Notwithstanding every effort of the war-leaders, the opposition steadily won control over the House. Daniel Webster during his entire lifetime remembered with satisfaction that he shared with Eppes the credit of overthrowing what he called Monroe’s conscription.[393] December 10, at Eppes’s motion, the House voted by a majority of sixty-two to fifty-seven to reduce the term of service from two years to one.[394] A motion made by Daniel Webster to reduce the term to six months was lost by only one voice, the vote standing seventy-eight to seventy-nine.[395] The bill passed at last, December 14, by a vote of eighty-four to seventy-two, in a House where the true war majority was forty-six. When the Senate insisted on its provision of two years’ service, Troup, in conference committee, compromised on eighteen months. Then the House, December 27, by a vote of seventy-three to sixty-four, rejected the report of its conference committee. The next day, December 28, in the Senate, Rufus King made an unpremeditated motion for indefinite postponement. Some members were absent; no debate occurred. The question was immediately put, and carried by a vote of fourteen to thirteen.[396] The effect of this action was to destroy the bill.

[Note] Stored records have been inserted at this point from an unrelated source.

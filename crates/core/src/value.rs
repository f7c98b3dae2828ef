//! Value types for bucketstore
//!
//! This module defines:
//! - Value: tagged union of the storable scalar types plus `Null`
//! - Object: a field-name → value mapping as read or written by clients
//!
//! JSON is the wire representation. Conversion from JSON is strict: only
//! strings, numbers, booleans and `null` are storable; arrays and nested
//! objects are rejected with the offending member name.

use crate::error::{Error, Result};
use serde::{Deserialize, Serialize};
use std::collections::btree_map;
use std::collections::BTreeMap;

/// Storable scalar value
///
/// Serializes untagged, so `Value::Number(30.0)` is the JSON number `30.0`.
#[derive(Debug, Clone, PartialEq, Serialize, Deserialize)]
#[serde(untagged)]
pub enum Value {
    /// Absent value
    Null,
    /// Boolean value
    Bool(bool),
    /// 64-bit floating point
    Number(f64),
    /// UTF-8 string
    String(String),
}

impl Value {
    /// Check if this is a null value
    pub fn is_null(&self) -> bool {
        matches!(self, Value::Null)
    }

    /// Convert a JSON member into a value; `name` is reported on rejection
    fn from_json_member(name: &str, json: serde_json::Value) -> Result<Self> {
        match json {
            serde_json::Value::Null => Ok(Value::Null),
            serde_json::Value::Bool(b) => Ok(Value::Bool(b)),
            serde_json::Value::Number(n) => n
                .as_f64()
                .map(Value::Number)
                .ok_or_else(|| Error::InvalidField(name.to_string())),
            serde_json::Value::String(s) => Ok(Value::String(s)),
            serde_json::Value::Array(_) | serde_json::Value::Object(_) => {
                Err(Error::InvalidField(name.to_string()))
            }
        }
    }
}

impl From<&str> for Value {
    fn from(s: &str) -> Self {
        Value::String(s.to_string())
    }
}

impl From<String> for Value {
    fn from(s: String) -> Self {
        Value::String(s)
    }
}

impl From<f64> for Value {
    fn from(n: f64) -> Self {
        Value::Number(n)
    }
}

impl From<bool> for Value {
    fn from(b: bool) -> Self {
        Value::Bool(b)
    }
}

/// Field-name → value mapping
///
/// Iteration order is by field name, which keeps validation diagnostics
/// deterministic.
#[derive(Debug, Clone, PartialEq, Default, Serialize, Deserialize)]
#[serde(transparent)]
pub struct Object {
    fields: BTreeMap<String, Value>,
}

impl Object {
    /// Create an empty object
    pub fn new() -> Self {
        Self::default()
    }

    /// Builder-style insert
    pub fn with(mut self, name: impl Into<String>, value: impl Into<Value>) -> Self {
        self.insert(name, value);
        self
    }

    /// Set a member, returning the previous value
    pub fn insert(&mut self, name: impl Into<String>, value: impl Into<Value>) -> Option<Value> {
        self.fields.insert(name.into(), value.into())
    }

    /// Get a member
    pub fn get(&self, name: &str) -> Option<&Value> {
        self.fields.get(name)
    }

    /// Get a member, treating an explicit `Null` as absent
    pub fn get_present(&self, name: &str) -> Option<&Value> {
        self.fields.get(name).filter(|v| !v.is_null())
    }

    /// Iterate members in name order
    pub fn iter(&self) -> btree_map::Iter<'_, String, Value> {
        self.fields.iter()
    }

    /// Number of members (including explicit nulls)
    pub fn len(&self) -> usize {
        self.fields.len()
    }

    /// True when the object has no members
    pub fn is_empty(&self) -> bool {
        self.fields.is_empty()
    }

    /// Parse a JSON request body into an object
    ///
    /// # Errors
    ///
    /// - `BadRequestPayload` if the body is not a JSON object
    /// - `InvalidField` if a member is an array or nested object
    pub fn from_json(json: serde_json::Value) -> Result<Self> {
        let map = match json {
            serde_json::Value::Object(map) => map,
            other => {
                return Err(Error::BadRequestPayload(format!(
                    "expected a JSON object, got {}",
                    json_type_name(&other)
                )))
            }
        };

        let mut obj = Object::new();
        for (name, member) in map {
            let value = Value::from_json_member(&name, member)?;
            obj.fields.insert(name, value);
        }
        Ok(obj)
    }

    /// Parse raw request bytes into an object
    pub fn from_json_slice(body: &[u8]) -> Result<Self> {
        let json: serde_json::Value = serde_json::from_slice(body)
            .map_err(|e| Error::BadRequestPayload(e.to_string()))?;
        Self::from_json(json)
    }

    /// Render as a JSON object
    pub fn to_json(&self) -> serde_json::Value {
        let map = self
            .fields
            .iter()
            .map(|(name, value)| {
                let json = match value {
                    Value::Null => serde_json::Value::Null,
                    Value::Bool(b) => serde_json::Value::Bool(*b),
                    Value::Number(n) => serde_json::Number::from_f64(*n)
                        .map(serde_json::Value::Number)
                        .unwrap_or(serde_json::Value::Null),
                    Value::String(s) => serde_json::Value::String(s.clone()),
                };
                (name.clone(), json)
            })
            .collect();
        serde_json::Value::Object(map)
    }
}

fn json_type_name(json: &serde_json::Value) -> &'static str {
    match json {
        serde_json::Value::Null => "null",
        serde_json::Value::Bool(_) => "bool",
        serde_json::Value::Number(_) => "number",
        serde_json::Value::String(_) => "string",
        serde_json::Value::Array(_) => "array",
        serde_json::Value::Object(_) => "object",
    }
}

impl<K: Into<String>, V: Into<Value>> FromIterator<(K, V)> for Object {
    fn from_iter<I: IntoIterator<Item = (K, V)>>(iter: I) -> Self {
        let mut obj = Object::new();
        for (k, v) in iter {
            obj.insert(k, v);
        }
        obj
    }
}

impl<'a> IntoIterator for &'a Object {
    type Item = (&'a String, &'a Value);
    type IntoIter = btree_map::Iter<'a, String, Value>;

    fn into_iter(self) -> Self::IntoIter {
        self.fields.iter()
    }
}

impl IntoIterator for Object {
    type Item = (String, Value);
    type IntoIter = btree_map::IntoIter<String, Value>;

    fn into_iter(self) -> Self::IntoIter {
        self.fields.into_iter()
    }
}
//! Storage layer for bucketstore
//!
//! This crate implements the persistence side of the engine:
//! - Repository: the storage-facing bucket and key operations
//! - SqliteRepository: catalog table, one table per bucket, secondary
//!   indexes, value codec and criteria compiler on top of `SQLite`
//! - MemoryRepository: non-durable implementation with the same behavior
//! - Bucket: handle pairing a resolved bucket with its repository
//! - StoreConfig: `bucketstore.toml` settings

#![warn(missing_docs)]
#![warn(clippy::all)]

pub mod bucket;
pub mod config;
pub mod memory;
pub mod repository;
pub mod sqlite;

pub use bucket::Bucket;
pub use config::{ConfigError, JournalMode, StoreConfig, CONFIG_FILE_NAME};
pub use memory::MemoryRepository;
pub use repository::{BucketInfo, PutOutcome, Repository};
pub use sqlite::search::SearchQuery;
pub use sqlite::SqliteRepository;
//! Table manager: physical storage for each bucket
//!
//! Every bucket gets one table named after it:
//!
//! ```text
//! CREATE TABLE "users" (
//!     "key" VARCHAR(50) PRIMARY KEY NOT NULL,
//!     "age" REAL NOT NULL,
//!     "active" BOOLEAN
//! )
//! CREATE INDEX "ix:users:age" ON "users" ("age")
//! ```
//!
//! DDL text is generated by pure functions so it can be checked without a
//! database; [`create`] and [`drop`] apply it inside the caller's
//! transaction, next to the catalog mutation.
//!
//! Identifiers are double-quoted. Bucket and field names are validated
//! against their grammars before they reach this module, and index names
//! use `:` as a separator, which neither grammar admits, so they cannot
//! collide across buckets.

use bucketstore_core::limits::{KEY_COLUMN, MAX_KEY_LENGTH};
use bucketstore_core::{DataType, Error, Result, Schema};
use rusqlite::Transaction;

/// Quote an identifier for interpolation into SQL
pub(crate) fn quote_ident(name: &str) -> String {
    format!("\"{}\"", name.replace('"', "\"\""))
}

/// Column type declared for a field type
pub fn column_type(data_type: DataType) -> &'static str {
    match data_type {
        DataType::String => "TEXT",
        DataType::Number => "REAL",
        DataType::Bool => "BOOLEAN",
    }
}

/// `CREATE TABLE` statement for a bucket
pub fn create_table_sql(bucket: &str, schema: &Schema) -> String {
    let mut sql = format!(
        "CREATE TABLE {} ({} VARCHAR({}) PRIMARY KEY NOT NULL",
        quote_ident(bucket),
        quote_ident(KEY_COLUMN),
        MAX_KEY_LENGTH
    );
    for field in schema {
        sql.push_str(", ");
        sql.push_str(&quote_ident(&field.name));
        sql.push(' ');
        sql.push_str(column_type(field.data_type));
        if field.required {
            sql.push_str(" NOT NULL");
        }
    }
    sql.push(')');
    sql
}

/// Name of the secondary index on `bucket.field`
pub fn index_name(bucket: &str, field: &str) -> String {
    format!("ix:{}:{}", bucket, field)
}

/// `CREATE INDEX` statement for `bucket.field`
pub fn create_index_sql(bucket: &str, field: &str) -> String {
    format!(
        "CREATE INDEX {} ON {} ({})",
        quote_ident(&index_name(bucket, field)),
        quote_ident(bucket),
        quote_ident(field)
    )
}

/// `DROP TABLE` statement for a bucket (indexes go with it)
pub fn drop_table_sql(bucket: &str) -> String {
    format!("DROP TABLE {}", quote_ident(bucket))
}

/// Every DDL statement needed to create a bucket, in execution order
pub fn create_statements(bucket: &str, schema: &Schema) -> Vec<String> {
    std::iter::once(create_table_sql(bucket, schema))
        .chain(
            schema
                .indexed_fields()
                .map(|field| create_index_sql(bucket, &field.name)),
        )
        .collect()
}

/// Create the table and indexes for a bucket
pub(crate) fn create(tx: &Transaction<'_>, bucket: &str, schema: &Schema) -> Result<()> {
    for statement in create_statements(bucket, schema) {
        tx.execute(&statement, []).map_err(Error::unexpected)?;
    }
    Ok(())
}

/// Drop a bucket's table
pub(crate) fn drop(tx: &Transaction<'_>, bucket: &str) -> Result<()> {
    tx.execute(&drop_table_sql(bucket), [])
        .map_err(Error::unexpected)?;
    Ok(())
}
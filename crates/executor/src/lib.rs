//! # Bucketstore Executor
//!
//! The public API for bucketstore: schema-typed buckets of key-addressed
//! objects.
//!
//! It provides:
//! - [`BucketService`] - validated bucket and key operations
//! - [`Command`]/[`Output`] - serializable command interface (for transports)
//! - [`Executor`] - dispatches commands and renders [`Response`]s
//!
//! ## Quick Start
//!
//! ```text
//! use bucketstore_executor::BucketService;
//! use bucketstore_core::{Criteria, FieldDefinition, Object};
//!
//! let service = BucketService::open(StoreConfig::file("data.db"))?;
//! service.create_bucket("users", &[FieldDefinition::new("age", "number").required()])?;
//! service.put_value("users", "u1", &Object::new().with("age", 30.0))?;
//! let keys = service.find_keys("users", &Criteria::new().with("age", "30"))?;
//! ```

#![warn(missing_docs)]

mod command;
mod executor;
mod handlers;
mod output;
mod response;
mod service;
mod types;

#[cfg(test)]
mod tests;

pub use command::Command;
pub use executor::Executor;
pub use output::Output;
pub use response::Response;
pub use service::BucketService;
pub use types::{BucketRepresentation, CreateBucketRequest};
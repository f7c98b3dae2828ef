//! Search criteria
//!
//! [`Criteria`] is the raw, caller-supplied filter: field name → list of
//! textual values, typically straight from a query string. Normalizing it
//! against a [`Schema`] yields a [`CriteriaSet`] of typed terms.
//!
//! ## Semantics
//!
//! - Values of one field are ORed: `field ∈ {v1, v2, …}`
//! - Fields are ANDed
//! - Empty criteria match every key
//! - A field listed with no values matches nothing

use crate::error::{Error, Result};
use crate::types::Schema;
use crate::value::{Object, Value};
use std::collections::BTreeMap;

/// Raw field → values filter
#[derive(Debug, Clone, PartialEq, Eq, Default)]
pub struct Criteria {
    terms: BTreeMap<String, Vec<String>>,
}

impl Criteria {
    /// Create empty criteria (matches everything)
    pub fn new() -> Self {
        Self::default()
    }

    /// Add one allowed value for `field`
    pub fn add(&mut self, field: impl Into<String>, value: impl Into<String>) {
        self.terms.entry(field.into()).or_default().push(value.into());
    }

    /// Builder-style [`Criteria::add`]
    pub fn with(mut self, field: impl Into<String>, value: impl Into<String>) -> Self {
        self.add(field, value);
        self
    }

    /// Replace the allowed values for `field`
    pub fn set(&mut self, field: impl Into<String>, values: Vec<String>) {
        self.terms.insert(field.into(), values);
    }

    /// Build from `(field, value)` pairs, e.g. a decoded query string
    pub fn from_pairs<I, K, V>(pairs: I) -> Self
    where
        I: IntoIterator<Item = (K, V)>,
        K: Into<String>,
        V: Into<String>,
    {
        let mut criteria = Criteria::new();
        for (field, value) in pairs {
            criteria.add(field, value);
        }
        criteria
    }

    /// Field names mentioned by the criteria
    pub fn fields(&self) -> impl Iterator<Item = &str> {
        self.terms.keys().map(String::as_str)
    }

    /// True when no field is constrained
    pub fn is_empty(&self) -> bool {
        self.terms.is_empty()
    }

    /// Validate and type the criteria against `schema`
    ///
    /// Terms come out in schema order.
    ///
    /// # Errors
    ///
    /// - `UnknownField` if a field is not declared by the schema
    /// - `InvalidField` if a value does not parse as the field's type
    pub fn normalize(&self, schema: &Schema) -> Result<CriteriaSet> {
        if let Some(unknown) = self.fields().find(|name| schema.field(name).is_none()) {
            return Err(Error::UnknownField(unknown.to_string()));
        }

        let mut terms = Vec::with_capacity(self.terms.len());
        for field in schema {
            let Some(raw_values) = self.terms.get(&field.name) else {
                continue;
            };
            let values = raw_values
                .iter()
                .map(|raw| {
                    field
                        .data_type
                        .parse(raw)
                        .ok_or_else(|| Error::InvalidField(field.name.clone()))
                })
                .collect::<Result<Vec<_>>>()?;
            terms.push(Term {
                field: field.name.clone(),
                values,
            });
        }
        Ok(CriteriaSet { terms })
    }
}

/// One normalized term: `field ∈ values`
#[derive(Debug, Clone, PartialEq)]
pub struct Term {
    /// Schema field name
    pub field: String,
    /// Typed allowed values (ORed)
    pub values: Vec<Value>,
}

/// Normalized criteria: conjunction of [`Term`]s
#[derive(Debug, Clone, PartialEq, Default)]
pub struct CriteriaSet {
    terms: Vec<Term>,
}

impl CriteriaSet {
    /// Terms in schema order
    pub fn terms(&self) -> &[Term] {
        &self.terms
    }

    /// True when every key matches
    pub fn is_empty(&self) -> bool {
        self.terms.is_empty()
    }

    /// Check the terms still fit `schema`
    ///
    /// A set normalized against an earlier schema may name a field that no
    /// longer exists or carry values of the field's former type.
    ///
    /// # Errors
    ///
    /// - `UnknownField` if a term's field is not declared by `schema`
    /// - `InvalidField` if a term value is not of the field's type
    pub fn check(&self, schema: &Schema) -> Result<()> {
        for term in &self.terms {
            let field = schema
                .field(&term.field)
                .ok_or_else(|| Error::UnknownField(term.field.clone()))?;
            if !term.values.iter().all(|v| field.data_type.accepts(v)) {
                return Err(Error::InvalidField(term.field.clone()));
            }
        }
        Ok(())
    }

    /// True when some term has no allowed values, so nothing can match
    pub fn is_unsatisfiable(&self) -> bool {
        self.terms.iter().any(|t| t.values.is_empty())
    }

    /// Evaluate against a stored object
    ///
    /// A null or absent member never matches a term.
    pub fn matches(&self, obj: &Object) -> bool {
        self.terms.iter().all(|term| match obj.get_present(&term.field) {
            Some(actual) => term.values.iter().any(|v| v == actual),
            None => false,
        })
    }
}

#[cfg(test)]
mod tests {
    use super::*;
    use crate::types::{DataType, Field};
    use proptest::prelude::*;

    fn users_schema() -> Schema {
        Schema::new(vec![
            Field::new("age", DataType::Number).required(),
            Field::new("active", DataType::Bool),
            Field::new("name", DataType::String),
        ])
    }

    #[test]
    fn test_normalize_types_values_in_schema_order() {
        let criteria = Criteria::new()
            .with("name", "bob")
            .with("age", "30")
            .with("age", "31");
        let set = criteria.normalize(&users_schema()).unwrap();
        assert_eq!(set.terms().len(), 2);
        assert_eq!(set.terms()[0].field, "age");
        assert_eq!(
            set.terms()[0].values,
            vec![Value::Number(30.0), Value::Number(31.0)]
        );
        assert_eq!(set.terms()[1].field, "name");
    }

    #[test]
    fn test_normalize_unknown_field() {
        let criteria = Criteria::new().with("height", "2");
        let err = criteria.normalize(&users_schema()).unwrap_err();
        assert!(matches!(err, Error::UnknownField(f) if f == "height"));
    }

    #[test]
    fn test_normalize_unparseable_value() {
        let criteria = Criteria::new().with("active", "maybe");
        let err = criteria.normalize(&users_schema()).unwrap_err();
        assert!(matches!(err, Error::InvalidField(f) if f == "active"));
    }

    #[test]
    fn test_empty_criteria_matches_everything() {
        let set = Criteria::new().normalize(&users_schema()).unwrap();
        assert!(set.is_empty());
        assert!(set.matches(&Object::new()));
    }

    #[test]
    fn test_empty_value_list_is_unsatisfiable() {
        let mut criteria = Criteria::new();
        criteria.set("age", Vec::new());
        let set = criteria.normalize(&users_schema()).unwrap();
        assert!(set.is_unsatisfiable());
        assert!(!set.matches(&Object::new().with("age", 30.0)));
    }

    #[test]
    fn test_matches_and_of_or() {
        let set = Criteria::new()
            .with("age", "30")
            .with("age", "40")
            .with("active", "true")
            .normalize(&users_schema())
            .unwrap();

        assert!(set.matches(&Object::new().with("age", 30.0).with("active", true)));
        assert!(set.matches(&Object::new().with("age", 40.0).with("active", true)));
        assert!(!set.matches(&Object::new().with("age", 30.0).with("active", false)));
        assert!(!set.matches(&Object::new().with("age", 35.0).with("active", true)));
        assert!(!set.matches(&Object::new().with("age", 30.0)));
    }

    #[test]
    fn test_check_against_changed_schema() {
        let set = Criteria::new()
            .with("age", "30")
            .normalize(&users_schema())
            .unwrap();
        set.check(&users_schema()).unwrap();

        let retyped = Schema::new(vec![Field::new("age", DataType::String)]);
        assert!(matches!(set.check(&retyped), Err(Error::InvalidField(f)) if f == "age"));

        let renamed = Schema::new(vec![Field::new("years", DataType::Number)]);
        assert!(matches!(set.check(&renamed), Err(Error::UnknownField(f)) if f == "age"));
    }

    proptest! {
        #[test]
        fn prop_number_criteria_match_their_own_value(n in -1.0e9f64..1.0e9f64) {
            let set = Criteria::new()
                .with("age", n.to_string())
                .normalize(&users_schema())
                .unwrap();
            prop_assert!(set.matches(&Object::new().with("age", n)));
        }
    }
}
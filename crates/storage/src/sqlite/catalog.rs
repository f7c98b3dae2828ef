//! Bucket catalog
//!
//! One row per bucket, holding its name and its schema serialized as JSON.
//! Names compare case-insensitively, matching how `SQLite` resolves the
//! table names behind them.

use super::tables::quote_ident;
use crate::repository::BucketInfo;
use bucketstore_core::limits::CATALOG_TABLE;
use bucketstore_core::{Error, Result, Schema};
use rusqlite::{params, Connection, OptionalExtension, Transaction};

/// Create the catalog table if it does not exist yet
pub(crate) fn bootstrap(conn: &Connection) -> Result<()> {
    let sql = format!(
        "CREATE TABLE IF NOT EXISTS {} (\
             bucket_name TEXT PRIMARY KEY NOT NULL COLLATE NOCASE, \
             schema TEXT NOT NULL\
         )",
        quote_ident(CATALOG_TABLE)
    );
    conn.execute_batch(&sql).map_err(Error::unexpected)
}

/// Look up a bucket by name
pub(crate) fn lookup(tx: &Transaction<'_>, name: &str) -> Result<Option<BucketInfo>> {
    let sql = format!(
        "SELECT bucket_name, schema FROM {} WHERE bucket_name = ?1",
        quote_ident(CATALOG_TABLE)
    );
    let row = tx
        .query_row(&sql, params![name], |row| {
            Ok((row.get::<_, String>(0)?, row.get::<_, String>(1)?))
        })
        .optional()
        .map_err(Error::unexpected)?;

    match row {
        Some((name, schema)) => Ok(Some(BucketInfo {
            name,
            schema: Schema::from_json_str(&schema)?,
        })),
        None => Ok(None),
    }
}

/// Register a bucket
pub(crate) fn insert(tx: &Transaction<'_>, name: &str, schema: &Schema) -> Result<()> {
    let sql = format!(
        "INSERT INTO {} (bucket_name, schema) VALUES (?1, ?2)",
        quote_ident(CATALOG_TABLE)
    );
    tx.execute(&sql, params![name, schema.to_json_string()?])
        .map_err(Error::unexpected)?;
    Ok(())
}

/// Unregister a bucket; returns `false` when there was no entry
pub(crate) fn remove(tx: &Transaction<'_>, name: &str) -> Result<bool> {
    let sql = format!(
        "DELETE FROM {} WHERE bucket_name = ?1",
        quote_ident(CATALOG_TABLE)
    );
    let removed = tx.execute(&sql, params![name]).map_err(Error::unexpected)?;
    Ok(removed > 0)
}

/// Every registered bucket name
pub(crate) fn names(tx: &Transaction<'_>) -> Result<Vec<String>> {
    let sql = format!("SELECT bucket_name FROM {}", quote_ident(CATALOG_TABLE));
    let mut stmt = tx.prepare(&sql).map_err(Error::unexpected)?;
    let rows = stmt
        .query_map([], |row| row.get::<_, String>(0))
        .map_err(Error::unexpected)?;
    rows.collect::<std::result::Result<Vec<_>, _>>()
        .map_err(Error::unexpected)
}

With this failure the attempt to supply an army was abandoned, and Congress left the government to conduct the war in 1815, as in 1814, with thirty thousand regular troops and six months’ militia. Monroe’s effort to fill the ranks of the army ended in doubling the land-bounty; in authorizing the enlistment of minors, who had till then been enlisted without authorization; and in exempting from militia duty such persons as should furnish a recruit for the regular army.[397] The prospect was remote that such inducements could do more than repair the waste of the actual force; but the government was unable to pay a larger number even if the force could be raised, and Monroe was obliged to prepare for the next campaign with such slight means of defence as remained to him. The last effort to induce the House to consider a serious method of raising troops was made February 6, and was referred to the Committee of the Whole, with a tacit understanding that the ordinary process of recruiting was not to be disturbed.[398] According to the returns in the adjutant-general’s office, the whole number of men—non-commissioned officers, privates, musicians, and artificers, present or absent, sick or well—in the regular army Feb. 16, 1815, was thirty-two thousand one hundred and sixty. During the previous two months it had remained stationary, the returns of December, 1814, reporting thirty-two thousand three hundred and sixty men. Nothing showed a possibility of greatly increasing the force by the means prescribed by Congress.